Zim growled as this scolding resulted in the latter, the sounds of explosions and televised nonsense becoming near deafening, even from down in his labs where the Irken stood. His gloved claws dug into the side of the equipment he was working on. Clearly, Gir would not be turning down the volume any time soon

"Oh, that idiot robot!" Zim snapped to himself as he turned around and headed into the elevator. It was no use getting any work done. Not until there was some level of quiet in the house. The mechanical hippo project would have to wait for now.

A few moments later, the irritated Irken pulled himself out of the kitchen toilet, and was instantly bombarded with noise that made his antenna flatten against his head in utter agony. Zim gritted his teeth. Up here on the main floor the TV's volume had to be twice the amount of what it had felt like down in the labs. Yes, something definitely needed to be done about this.
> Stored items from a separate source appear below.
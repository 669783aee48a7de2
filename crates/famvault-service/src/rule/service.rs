//! Organization rule administration.
//!
//! Rules are family-wide policy, so mutations require the Admin (or
//! Owner) role; any member may list them. Payloads are validated against
//! the closed condition/action unions here, while evaluation stays
//! tolerant of rows that were corrupted after the fact.

use std::collections::HashSet;
use std::sync::Arc;

use chrono::Utc;
use serde::{Deserialize, Serialize};
use tracing::info;
use validator::Validate;

use famvault_core::error::AppError;
use famvault_core::types::RuleId;
use famvault_entity::member::FamilyRole;
use famvault_entity::rule::{ConditionLogic, OrganizationRule, RuleAction, RuleCondition};
use famvault_store::{MembershipStore, RuleStore};

use crate::context::RequestContext;

/// Manages organization rules.
#[derive(Debug, Clone)]
pub struct RuleService {
    /// Rule store.
    rules: Arc<dyn RuleStore>,
    /// Membership lookup (role checks).
    memberships: Arc<dyn MembershipStore>,
}

/// Data for creating a rule. Priority is auto-assigned to run last.
#[derive(Debug, Clone, Serialize, Deserialize, Validate)]
pub struct CreateRuleRequest {
    /// Rule name.
    #[validate(length(min = 1, max = 255))]
    pub name: String,
    /// JSON array of `{kind, value}` conditions.
    pub conditions: serde_json::Value,
    /// How the conditions combine.
    pub condition_logic: ConditionLogic,
    /// JSON action payload.
    pub action: serde_json::Value,
}

/// Data for updating a rule. Omitted fields keep their current value.
#[derive(Debug, Clone, Serialize, Deserialize)]
pub struct UpdateRuleRequest {
    /// New rule name.
    pub name: Option<String>,
    /// New conditions array.
    pub conditions: Option<serde_json::Value>,
    /// New condition logic.
    pub condition_logic: Option<ConditionLogic>,
    /// New action payload.
    pub action: Option<serde_json::Value>,
}

/// Data for bulk priority reassignment.
///
/// The listed rules receive priorities 1..=N in the given order. Rules
/// left out keep their old priority; priorities are not required to be
/// unique.
#[derive(Debug, Clone, Serialize, Deserialize)]
pub struct ReorderRulesRequest {
    /// Rule IDs in the desired evaluation order.
    pub rule_ids: Vec<RuleId>,
}

impl RuleService {
    /// Creates a new rule service.
    pub fn new(rules: Arc<dyn RuleStore>, memberships: Arc<dyn MembershipStore>) -> Self {
        Self { rules, memberships }
    }

    /// Creates a rule with the next free priority (max existing + 1).
    pub async fn create_rule(
        &self,
        ctx: &RequestContext,
        req: CreateRuleRequest,
    ) -> Result<OrganizationRule, AppError> {
        self.require_admin(ctx).await?;
        req.validate()
            .map_err(|e| AppError::validation(e.to_string()))?;
        if req.name.trim().is_empty() {
            return Err(AppError::validation("Rule name cannot be empty"));
        }
        validate_conditions(&req.conditions)?;
        validate_action(&req.action)?;

        let priority = self.rules.max_priority(ctx.family_id).await?.unwrap_or(0) + 1;

        let now = Utc::now();
        let rule = OrganizationRule {
            id: RuleId::new(),
            family_id: ctx.family_id,
            name: req.name,
            conditions: req.conditions,
            condition_logic: req.condition_logic,
            action: req.action,
            priority,
            enabled: true,
            created_by: ctx.member_id,
            created_at: now,
            updated_at: now,
        };
        self.rules.insert(&rule).await?;

        info!(
            member_id = %ctx.member_id,
            rule_id = %rule.id,
            priority = rule.priority,
            "Organization rule created"
        );

        Ok(rule)
    }

    /// Updates a rule's name, conditions, logic, or action.
    pub async fn update_rule(
        &self,
        ctx: &RequestContext,
        rule_id: RuleId,
        req: UpdateRuleRequest,
    ) -> Result<OrganizationRule, AppError> {
        self.require_admin(ctx).await?;
        let mut rule = self.load_rule(ctx, rule_id).await?;

        if let Some(name) = req.name {
            if name.trim().is_empty() {
                return Err(AppError::validation("Rule name cannot be empty"));
            }
            rule.name = name;
        }
        if let Some(conditions) = req.conditions {
            validate_conditions(&conditions)?;
            rule.conditions = conditions;
        }
        if let Some(logic) = req.condition_logic {
            rule.condition_logic = logic;
        }
        if let Some(action) = req.action {
            validate_action(&action)?;
            rule.action = action;
        }

        let rule = self.rules.update(&rule).await?;

        info!(member_id = %ctx.member_id, rule_id = %rule_id, "Organization rule updated");

        Ok(rule)
    }

    /// Deletes a rule.
    pub async fn delete_rule(&self, ctx: &RequestContext, rule_id: RuleId) -> Result<(), AppError> {
        self.require_admin(ctx).await?;
        self.load_rule(ctx, rule_id).await?;

        self.rules.remove(rule_id).await?;

        info!(member_id = %ctx.member_id, rule_id = %rule_id, "Organization rule deleted");

        Ok(())
    }

    /// Enables or disables a rule without deleting it.
    pub async fn set_enabled(
        &self,
        ctx: &RequestContext,
        rule_id: RuleId,
        enabled: bool,
    ) -> Result<OrganizationRule, AppError> {
        self.require_admin(ctx).await?;
        self.load_rule(ctx, rule_id).await?;

        let rule = self.rules.set_enabled(rule_id, enabled).await?;

        info!(
            member_id = %ctx.member_id,
            rule_id = %rule_id,
            enabled = enabled,
            "Organization rule toggled"
        );

        Ok(rule)
    }

    /// Reassigns priorities 1..=N following the given order.
    pub async fn reorder_rules(
        &self,
        ctx: &RequestContext,
        req: ReorderRulesRequest,
    ) -> Result<(), AppError> {
        self.require_admin(ctx).await?;
        if req.rule_ids.is_empty() {
            return Err(AppError::validation("At least one rule id is required"));
        }
        let unique: HashSet<RuleId> = req.rule_ids.iter().copied().collect();
        if unique.len() != req.rule_ids.len() {
            return Err(AppError::validation("Duplicate rule ids in reorder"));
        }

        let known: HashSet<RuleId> = self
            .rules
            .list_by_family(ctx.family_id)
            .await?
            .into_iter()
            .map(|r| r.id)
            .collect();
        for id in &req.rule_ids {
            if !known.contains(id) {
                return Err(AppError::not_found(format!(
                    "Rule {id} not found in this family"
                )));
            }
        }

        self.rules
            .set_priorities(ctx.family_id, &req.rule_ids)
            .await?;

        info!(
            member_id = %ctx.member_id,
            rules = req.rule_ids.len(),
            "Organization rules reordered"
        );

        Ok(())
    }

    /// Lists the family's rules, priority ascending.
    pub async fn list_rules(&self, ctx: &RequestContext) -> Result<Vec<OrganizationRule>, AppError> {
        self.require_member(ctx).await?;
        self.rules.list_by_family(ctx.family_id).await
    }

    /// Gets a single rule.
    pub async fn get_rule(
        &self,
        ctx: &RequestContext,
        rule_id: RuleId,
    ) -> Result<OrganizationRule, AppError> {
        self.require_member(ctx).await?;
        self.load_rule(ctx, rule_id).await
    }

    async fn load_rule(
        &self,
        ctx: &RequestContext,
        rule_id: RuleId,
    ) -> Result<OrganizationRule, AppError> {
        let rule = self
            .rules
            .find_by_id(rule_id)
            .await?
            .ok_or_else(|| AppError::not_found("Rule not found"))?;
        if rule.family_id != ctx.family_id {
            return Err(AppError::forbidden("Rule belongs to another family"));
        }
        Ok(rule)
    }

    async fn require_member(&self, ctx: &RequestContext) -> Result<FamilyRole, AppError> {
        self.memberships
            .role_of(ctx.member_id, ctx.family_id)
            .await?
            .ok_or_else(|| AppError::forbidden("Not a member of this family"))
    }

    async fn require_admin(&self, ctx: &RequestContext) -> Result<(), AppError> {
        let role = self.require_member(ctx).await?;
        if !role.is_admin_or_above() {
            return Err(AppError::forbidden(
                "Managing organization rules requires the Admin role",
            ));
        }
        Ok(())
    }
}

fn validate_conditions(value: &serde_json::Value) -> Result<(), AppError> {
    serde_json::from_value::<Vec<RuleCondition>>(value.clone())
        .map(|_| ())
        .map_err(|e| AppError::validation(format!("Invalid rule conditions: {e}")))
}

fn validate_action(value: &serde_json::Value) -> Result<(), AppError> {
    serde_json::from_value::<RuleAction>(value.clone())
        .map(|_| ())
        .map_err(|e| AppError::validation(format!("Invalid rule action: {e}")))
}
"Gir...GIR!" Zim shrieked, as he walked into the living room, fighting to be heard over the sounds of what appeared a show about cowboys.

But there was Gir, the little robot sitting on the couch, enthralled with the programming. His huge blue eyes were staring straight at the massive screen, and he had the remote gripped in his hands like it was the precious thing on the face of the planet (Of course, this being FILTHY planet Earth, it might as well be). He also wasn't listening to Zim's feverish screams. In fact, it wasn't until Zim had walked all the way to the dysfunctional SIR unit's side and slapped him offside the head that Gir even noticed his master was there.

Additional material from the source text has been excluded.